Requirement
Copy out each line of the listing that has the word "Some" in it.

Record set
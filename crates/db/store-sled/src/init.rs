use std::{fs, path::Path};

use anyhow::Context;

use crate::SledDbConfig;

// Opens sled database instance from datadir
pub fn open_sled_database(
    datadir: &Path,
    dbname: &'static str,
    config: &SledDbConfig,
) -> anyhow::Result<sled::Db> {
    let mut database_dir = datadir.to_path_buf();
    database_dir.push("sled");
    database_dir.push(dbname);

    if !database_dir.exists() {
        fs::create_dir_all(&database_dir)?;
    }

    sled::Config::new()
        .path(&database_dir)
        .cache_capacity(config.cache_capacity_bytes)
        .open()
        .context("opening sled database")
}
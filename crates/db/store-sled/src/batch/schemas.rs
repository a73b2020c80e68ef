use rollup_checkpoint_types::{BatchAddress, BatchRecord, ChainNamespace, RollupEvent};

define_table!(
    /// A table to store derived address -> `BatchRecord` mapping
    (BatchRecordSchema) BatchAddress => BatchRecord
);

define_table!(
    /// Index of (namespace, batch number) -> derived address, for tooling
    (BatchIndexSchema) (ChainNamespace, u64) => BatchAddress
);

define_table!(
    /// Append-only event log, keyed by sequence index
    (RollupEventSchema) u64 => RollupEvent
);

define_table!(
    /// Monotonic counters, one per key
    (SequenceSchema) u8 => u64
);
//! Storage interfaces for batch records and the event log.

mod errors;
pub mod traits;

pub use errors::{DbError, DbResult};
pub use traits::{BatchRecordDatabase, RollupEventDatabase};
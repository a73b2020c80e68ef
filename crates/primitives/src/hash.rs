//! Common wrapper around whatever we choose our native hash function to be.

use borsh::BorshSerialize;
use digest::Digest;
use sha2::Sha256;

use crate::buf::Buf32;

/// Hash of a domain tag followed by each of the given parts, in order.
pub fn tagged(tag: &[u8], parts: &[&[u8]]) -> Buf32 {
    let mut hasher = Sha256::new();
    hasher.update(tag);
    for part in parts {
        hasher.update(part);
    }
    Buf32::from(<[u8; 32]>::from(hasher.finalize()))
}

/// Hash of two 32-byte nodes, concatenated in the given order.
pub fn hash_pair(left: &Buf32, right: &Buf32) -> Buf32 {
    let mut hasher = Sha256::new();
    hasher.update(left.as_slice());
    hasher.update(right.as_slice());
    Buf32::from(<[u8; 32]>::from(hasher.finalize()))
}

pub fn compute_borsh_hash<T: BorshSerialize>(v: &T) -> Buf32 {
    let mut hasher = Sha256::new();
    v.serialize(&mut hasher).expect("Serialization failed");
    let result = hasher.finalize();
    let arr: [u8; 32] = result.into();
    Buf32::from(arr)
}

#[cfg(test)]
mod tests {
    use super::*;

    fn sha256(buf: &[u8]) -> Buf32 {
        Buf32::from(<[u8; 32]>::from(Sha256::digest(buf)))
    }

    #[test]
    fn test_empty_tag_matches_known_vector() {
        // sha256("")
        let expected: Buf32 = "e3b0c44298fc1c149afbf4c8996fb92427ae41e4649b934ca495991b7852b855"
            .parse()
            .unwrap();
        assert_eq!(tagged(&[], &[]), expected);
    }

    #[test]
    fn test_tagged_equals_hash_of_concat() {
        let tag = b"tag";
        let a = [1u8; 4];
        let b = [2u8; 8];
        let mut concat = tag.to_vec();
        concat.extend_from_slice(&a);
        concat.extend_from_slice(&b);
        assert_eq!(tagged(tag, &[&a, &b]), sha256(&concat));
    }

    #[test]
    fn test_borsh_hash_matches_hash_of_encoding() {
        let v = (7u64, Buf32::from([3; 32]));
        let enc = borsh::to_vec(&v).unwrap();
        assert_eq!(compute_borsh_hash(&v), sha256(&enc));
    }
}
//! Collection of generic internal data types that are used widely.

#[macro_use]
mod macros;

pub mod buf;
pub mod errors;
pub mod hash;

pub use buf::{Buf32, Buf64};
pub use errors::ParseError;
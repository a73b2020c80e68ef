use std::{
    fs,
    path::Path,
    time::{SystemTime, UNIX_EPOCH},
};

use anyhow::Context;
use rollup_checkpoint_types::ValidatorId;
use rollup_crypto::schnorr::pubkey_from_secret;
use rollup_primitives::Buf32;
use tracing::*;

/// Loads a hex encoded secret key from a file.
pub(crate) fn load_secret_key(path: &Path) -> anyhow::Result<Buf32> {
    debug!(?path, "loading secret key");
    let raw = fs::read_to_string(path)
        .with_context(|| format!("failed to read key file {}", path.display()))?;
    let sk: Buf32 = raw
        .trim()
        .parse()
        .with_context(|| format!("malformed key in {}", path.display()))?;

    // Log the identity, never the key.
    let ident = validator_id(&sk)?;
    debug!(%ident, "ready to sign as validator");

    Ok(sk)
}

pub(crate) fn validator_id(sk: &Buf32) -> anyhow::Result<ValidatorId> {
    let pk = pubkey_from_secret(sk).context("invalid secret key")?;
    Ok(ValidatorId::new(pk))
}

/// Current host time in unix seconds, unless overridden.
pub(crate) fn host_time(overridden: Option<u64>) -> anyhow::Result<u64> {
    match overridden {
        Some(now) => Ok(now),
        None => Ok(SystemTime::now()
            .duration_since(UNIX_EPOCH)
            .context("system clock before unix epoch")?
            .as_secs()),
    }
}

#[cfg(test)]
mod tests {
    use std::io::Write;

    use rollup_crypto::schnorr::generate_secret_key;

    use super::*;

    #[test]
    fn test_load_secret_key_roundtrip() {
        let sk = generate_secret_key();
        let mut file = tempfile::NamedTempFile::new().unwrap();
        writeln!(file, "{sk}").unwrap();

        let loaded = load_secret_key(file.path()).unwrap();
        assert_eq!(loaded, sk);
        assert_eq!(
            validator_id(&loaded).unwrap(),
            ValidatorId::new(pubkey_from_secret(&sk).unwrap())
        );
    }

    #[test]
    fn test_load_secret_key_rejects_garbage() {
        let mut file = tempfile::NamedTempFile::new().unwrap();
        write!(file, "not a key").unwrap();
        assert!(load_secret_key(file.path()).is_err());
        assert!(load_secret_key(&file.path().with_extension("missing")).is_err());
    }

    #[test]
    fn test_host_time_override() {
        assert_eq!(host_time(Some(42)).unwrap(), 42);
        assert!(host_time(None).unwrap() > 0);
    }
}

Written solution
        Some(now) => Ok(now),
        assert_eq!(host_time(Some(42)).unwrap(), 42);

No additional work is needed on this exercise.